こう

ザ・ハントのこうのネタバレレビュー・内容・結末

ザ・ハント(2020年製作の映画)
4.0

このレビューはネタバレを含みます

【個人記録用】

この映画の予告編が世間に出回る頃、英語版のティザームービーをYouTubeで見たときから「描写がハードなバトロワ」という認識で公開されたら映画館に観に行きたいなーと思ってた。
それからしばらくして公開まで何ヶ月というところで、アメリカで銃乱射事件が発生したため公開が延期になったと記憶してる作品。
遅れて日本でも公開されたけれど、その時はタイミングがと熱量が合わなくて見逃してしまったけれど、いつかサブスクに追加されたら観たいなーと思っていたところにアマプラで発見。

この映画の面白さはゴア表現のキツさとアクション要素よりも、皮肉と構成にこそ詰まっていると思う。
冒頭のメッセージアプリのシーンは、まるで支配階級が娯楽で人を殺すイベントについて楽しそうに話し合ってるようにミスリードさせ、実は本当にただの冗談だったというこの作品のオチの伏線も分かりやすくて面白い。
その冗談を会社(株主?)は絶対に許さないという世界企業や大企業の徹底したイメージ管理は、現実でもディズニーのジェームズ・ガンやジーナ・カラーノ(マンダロリアン/キャラ・デューン)によるSNS上でのヘイトスピーチによる解雇など、昨今のSNS事情とネットユーザーのアンチ活動によるキャンセルカルチャーへの皮肉のように感じる。
皮肉の目は支配階級にとどまらず、「マナーゲート」なる陰謀論を妄信し、ハッキングにより暴かれた「冗談」を真実と捻じ曲げて拡散し、ヘイト活動をする服従層にも焦点を当てている。
そういった皮肉の中に、支配者階級が腹いせに冗談を現実に実行してしまうというフィクションの効いたスパイスと、ハードだけどコミカルに魅せるゴア表現が入ることで、この映画が良いバランスで出来上がっている。
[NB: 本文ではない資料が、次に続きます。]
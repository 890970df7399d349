// tests/key_tests.rs
use base64::engine::general_purpose::STANDARD;
use base64::Engine;
use cbc_envelope::error::CryptError;
use cbc_envelope::{decrypt_bytes, encrypt_bytes, generate_key, key_representations};
use cbc_envelope::{CipherFamily, CipherKey};

#[test]
fn test_generated_key_lengths() {
    assert_eq!(generate_key(CipherFamily::Blowfish).len(), 16);
    assert_eq!(generate_key(CipherFamily::TripleDes).len(), 24);
}

#[test]
fn test_generated_keys_differ() {
    let a = generate_key(CipherFamily::TripleDes);
    let b = generate_key(CipherFamily::TripleDes);
    assert_ne!(a.as_bytes(), b.as_bytes());
}

#[test]
fn test_from_bytes_rejects_wrong_lengths() {
    let too_short = CipherKey::from_bytes(vec![0u8; 3], CipherFamily::Blowfish);
    assert!(matches!(
        too_short,
        Err(CryptError::InvalidKeyLength {
            family: CipherFamily::Blowfish,
            len: 3
        })
    ));

    let too_long = CipherKey::from_bytes(vec![0u8; 57], CipherFamily::Blowfish);
    assert!(too_long.is_err());

    for len in [16, 23, 25] {
        let wrong = CipherKey::from_bytes(vec![0u8; len], CipherFamily::TripleDes);
        assert!(
            matches!(wrong, Err(CryptError::InvalidKeyLength { len: l, .. }) if l == len),
            "TripleDES must reject {len}-byte keys"
        );
    }
}

#[test]
fn test_blowfish_accepts_full_variable_range() {
    // Boundary sizes round-trip, not just the generated default
    for len in [4usize, 16, 56] {
        let key = CipherKey::from_bytes(vec![0xA5; len], CipherFamily::Blowfish).unwrap();
        let encrypted = encrypt_bytes(b"variable key material", &key).unwrap();
        let decrypted = decrypt_bytes(&encrypted.ciphertext, &key, &encrypted.iv).unwrap();
        assert_eq!(decrypted, b"variable key material");
    }
}

#[test]
fn test_all_zero_key_is_accepted() {
    // No strength validation: degenerate keys are the caller's problem
    let key = CipherKey::from_bytes(vec![0u8; 24], CipherFamily::TripleDes).unwrap();
    let encrypted = encrypt_bytes(b"zero key", &key).unwrap();
    let decrypted = decrypt_bytes(&encrypted.ciphertext, &key, &encrypted.iv).unwrap();
    assert_eq!(decrypted, b"zero key");
}

#[test]
fn test_key_representations() {
    let key = CipherKey::from_bytes(vec![0xAB; 24], CipherFamily::TripleDes).unwrap();
    let repr = key_representations(&key);

    assert_eq!(repr.hex.len(), 48);
    assert_eq!(repr.hex, "ab".repeat(24));
    assert_eq!(STANDARD.decode(&repr.base64).unwrap(), key.as_bytes());
}

#[test]
fn test_debug_output_redacts_key_bytes() {
    let key = CipherKey::from_bytes(vec![0xCD; 24], CipherFamily::TripleDes).unwrap();
    let debug = format!("{key:?}");
    assert!(debug.contains("<redacted>"));
    assert!(!debug.contains("205")); // 0xCD
}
映画の構成をとってみても、主人公になりそうなビジュアルの強いキャラクター達が次々と死んでいったり、映画のセオリーをあえて壊す序盤の作りが面白い。
中盤以降の、主人公のバックボーンと置かれている状況が少しずつ判明していくのも難しくなくてわかりやすく、丁度いい。
物語のオチも、結局クリスタルは人違いで、支配層も真実を読み違えるという最後まで皮肉の効いた作りがとても好みだった。